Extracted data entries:
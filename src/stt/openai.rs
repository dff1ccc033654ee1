//! OpenAI-backed transcription and repair.
//!
//! `transcribe` posts the WAV blob to `/v1/audio/transcriptions` (Whisper);
//! `repair` is a `/v1/chat/completions` call that rewrites the raw
//! transcript using the gathered context hint.  Both race against the task's
//! cancellation token so an aborted task never waits out a slow request.

use async_trait::async_trait;
use tokio_util::sync::CancellationToken;

use crate::config::OpenAiSettings;

use super::{SttError, Transcriber};

const REPAIR_SYSTEM_PROMPT: &str = "You are a voice-to-text typing assistant. \
You receive a machine-generated transcription of dictated speech together \
with context describing what the user is currently looking at or working on. \
Rewrite the transcription so that names, phrases and technical terms match \
the context. Preserve the speaker's wording otherwise. Reply with the \
corrected transcription only, no commentary.";

// ---------------------------------------------------------------------------
// OpenAiTranscriber
// ---------------------------------------------------------------------------

/// Talks to an OpenAI-compatible API.
///
/// All connection details come from [`OpenAiSettings`]; the API key may also
/// be supplied through the `OPENAI_API_KEY` environment variable, which takes
/// precedence over the config file.
pub struct OpenAiTranscriber {
    client: reqwest::Client,
    config: OpenAiSettings,
}

impl OpenAiTranscriber {
    pub fn from_config(config: &OpenAiSettings) -> Self {
        let client = reqwest::Client::builder()
            .timeout(std::time::Duration::from_secs(config.timeout_secs))
            .build()
            .unwrap_or_else(|_| reqwest::Client::new());

        Self {
            client,
            config: config.clone(),
        }
    }

    fn api_key(&self) -> Result<String, SttError> {
        if let Ok(key) = std::env::var("OPENAI_API_KEY") {
            if !key.is_empty() {
                return Ok(key);
            }
        }
        match self.config.api_key.as_deref() {
            Some(key) if !key.is_empty() => Ok(key.to_string()),
            _ => Err(SttError::MissingApiKey),
        }
    }

    async fn request_transcription(&self, audio: &[u8]) -> Result<String, SttError> {
        let key = self.api_key()?;

        let part = reqwest::multipart::Part::bytes(audio.to_vec())
            .file_name("recording.wav")
            .mime_str("audio/wav")
            .map_err(|e| SttError::Request(e.to_string()))?;

        let form = reqwest::multipart::Form::new()
            .part("file", part)
            .text("model", self.config.transcribe_model.clone())
            .text("language", self.config.language.clone())
            .text("temperature", self.config.temperature.to_string());

        let url = format!("{}/v1/audio/transcriptions", self.config.base_url);
        let response = self
            .client
            .post(&url)
            .bearer_auth(key)
            .multipart(form)
            .send()
            .await?;

        let json: serde_json::Value = response
            .json()
            .await
            .map_err(|e| SttError::Parse(e.to_string()))?;

        let text = json["text"]
            .as_str()
            .ok_or(SttError::EmptyResponse)?
            .trim()
            .to_string();
        Ok(text)
    }

    async fn request_repair(&self, raw: &str, hint: &str) -> Result<String, SttError> {
        let key = self.api_key()?;

        let user_msg = format!("Context:\n{hint}\n\nTranscription:\n{raw}");
        let body = serde_json::json!({
            "model": self.config.chat_model,
            "messages": [
                { "role": "system", "content": REPAIR_SYSTEM_PROMPT },
                { "role": "user",   "content": user_msg }
            ],
            "temperature": self.config.temperature,
        });

        let url = format!("{}/v1/chat/completions", self.config.base_url);
        let response = self
            .client
            .post(&url)
            .bearer_auth(key)
            .json(&body)
            .send()
            .await?;

        let json: serde_json::Value = response
            .json()
            .await
            .map_err(|e| SttError::Parse(e.to_string()))?;

        let repaired = json["choices"][0]["message"]["content"]
            .as_str()
            .ok_or(SttError::EmptyResponse)?
            .trim()
            .to_string();

        if repaired.is_empty() {
            return Err(SttError::EmptyResponse);
        }
        Ok(repaired)
    }
}

#[async_trait]
impl Transcriber for OpenAiTranscriber {
    async fn transcribe(
        &self,
        cancel: CancellationToken,
        audio: &[u8],
    ) -> Result<String, SttError> {
        tokio::select! {
            biased;
            _ = cancel.cancelled() => Err(SttError::Cancelled),
            result = self.request_transcription(audio) => result,
        }
    }

    async fn repair(
        &self,
        cancel: CancellationToken,
        raw: &str,
        hint: &str,
    ) -> Result<String, SttError> {
        tokio::select! {
            biased;
            _ = cancel.cancelled() => Err(SttError::Cancelled),
            result = self.request_repair(raw, hint) => result,
        }
    }
}

// ---------------------------------------------------------------------------
// Tests
// ---------------------------------------------------------------------------
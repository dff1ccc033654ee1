//! Context gathering — auxiliary hint text collected in parallel with audio
//! capture to bias transcription repair.
//!
//! Three interchangeable strategies, selected by configuration:
//!
//! * [`ContextGatherer::None`] — yields an empty hint immediately.
//! * [`ContextGatherer::Screen`] — screenshots the display and asks a
//!   vision-capable model for a description plus salient keywords.
//! * [`ContextGatherer::Editor`] — extracts the viewport or cursor-adjacent
//!   text from a running editor session.
//!
//! Gathering is always non-fatal: any failure is logged and treated as an
//! empty hint, and every strategy honors the task's cancellation token.

pub mod editor;
pub mod screen;

use std::sync::Arc;

use async_trait::async_trait;
use thiserror::Error;
use tokio_util::sync::CancellationToken;

pub use editor::NvimContextProvider;
pub use screen::VisionScreenDescriber;

// ---------------------------------------------------------------------------
// ContextError
// ---------------------------------------------------------------------------

/// Errors from context gathering.  All of them are non-fatal to the task.
#[derive(Debug, Error)]
pub enum ContextError {
    /// Screenshot capture failed.
    #[error("screen capture failed: {0}")]
    Capture(String),

    /// The vision endpoint failed or returned nothing usable.
    #[error("screen description failed: {0}")]
    Describe(String),

    /// The editor session could not be located or queried.
    #[error("editor context unavailable: {0}")]
    Editor(String),

    /// The gather was cancelled through the task's cancellation token.
    #[error("context gathering cancelled")]
    Cancelled,

    /// No API key in the environment or the config file.
    #[error("OpenAI API key is not set")]
    MissingApiKey,
}

// ---------------------------------------------------------------------------
// Collaborator traits
// ---------------------------------------------------------------------------

/// Captures the current screen and describes it in natural language.
#[async_trait]
pub trait ScreenDescriber: Send + Sync {
    async fn describe(&self, cancel: CancellationToken) -> Result<String, ContextError>;
}

/// Extracts viewport or cursor-adjacent text from an active editor session.
#[async_trait]
pub trait EditorContextProvider: Send + Sync {
    async fn context(&self, cancel: CancellationToken) -> Result<String, ContextError>;
}

// ---------------------------------------------------------------------------
// ContextGatherer
// ---------------------------------------------------------------------------

/// The configured gathering strategy, dispatched once per task.
#[derive(Clone)]
pub enum ContextGatherer {
    None,
    Screen(Arc<dyn ScreenDescriber>),
    Editor(Arc<dyn EditorContextProvider>),
}

impl ContextGatherer {
    /// Produce the hint string for one task.
    ///
    /// Runs concurrently with audio capture; errors are logged and degrade
    /// to an empty hint.
    pub async fn gather(&self, cancel: CancellationToken) -> String {
        let outcome = match self {
            ContextGatherer::None => return String::new(),
            ContextGatherer::Screen(describer) => describer.describe(cancel).await,
            ContextGatherer::Editor(provider) => provider.context(cancel).await,
        };

        match outcome {
            Ok(hint) => {
                log::debug!("context: gathered hint ({} chars)", hint.len());
                hint
            }
            Err(e) => {
                log::warn!("context: gather failed, continuing without a hint: {e}");
                String::new()
            }
        }
    }
}

// ---------------------------------------------------------------------------
// Tests
// ---------------------------------------------------------------------------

▸ **WHAT THE EXERCISE ASKS**
Quote exactly the first line of the entries and every line after it, stopping with the line that contains "let client = reqwest::Client::builder()".

▸ **EXERCISE OUTPUT**
filename src/stt/openai.rs
repository dff1ccc033654ee1
//! OpenAI-backed transcription and repair.
//!
//! `transcribe` posts the WAV blob to `/v1/audio/transcriptions` (Whisper);
//! `repair` is a `/v1/chat/completions` call that rewrites the raw
//! transcript using the gathered context hint.  Both race against the task's
//! cancellation token so an aborted task never waits out a slow request.

use async_trait::async_trait;
use tokio_util::sync::CancellationToken;

use crate::config::OpenAiSettings;

use super::{SttError, Transcriber};

const REPAIR_SYSTEM_PROMPT: &str = "You are a voice-to-text typing assistant. \
You receive a machine-generated transcription of dictated speech together \
with context describing what the user is currently looking at or working on. \
Rewrite the transcription so that names, phrases and technical terms match \
the context. Preserve the speaker's wording otherwise. Reply with the \
corrected transcription only, no commentary.";

// ---------------------------------------------------------------------------
// OpenAiTranscriber
// ---------------------------------------------------------------------------

/// Talks to an OpenAI-compatible API.
///
/// All connection details come from [`OpenAiSettings`]; the API key may also
/// be supplied through the `OPENAI_API_KEY` environment variable, which takes
/// precedence over the config file.
pub struct OpenAiTranscriber {
    client: reqwest::Client,
    config: OpenAiSettings,
}

impl OpenAiTranscriber {
    pub fn from_config(config: &OpenAiSettings) -> Self {
        let client = reqwest::Client::builder()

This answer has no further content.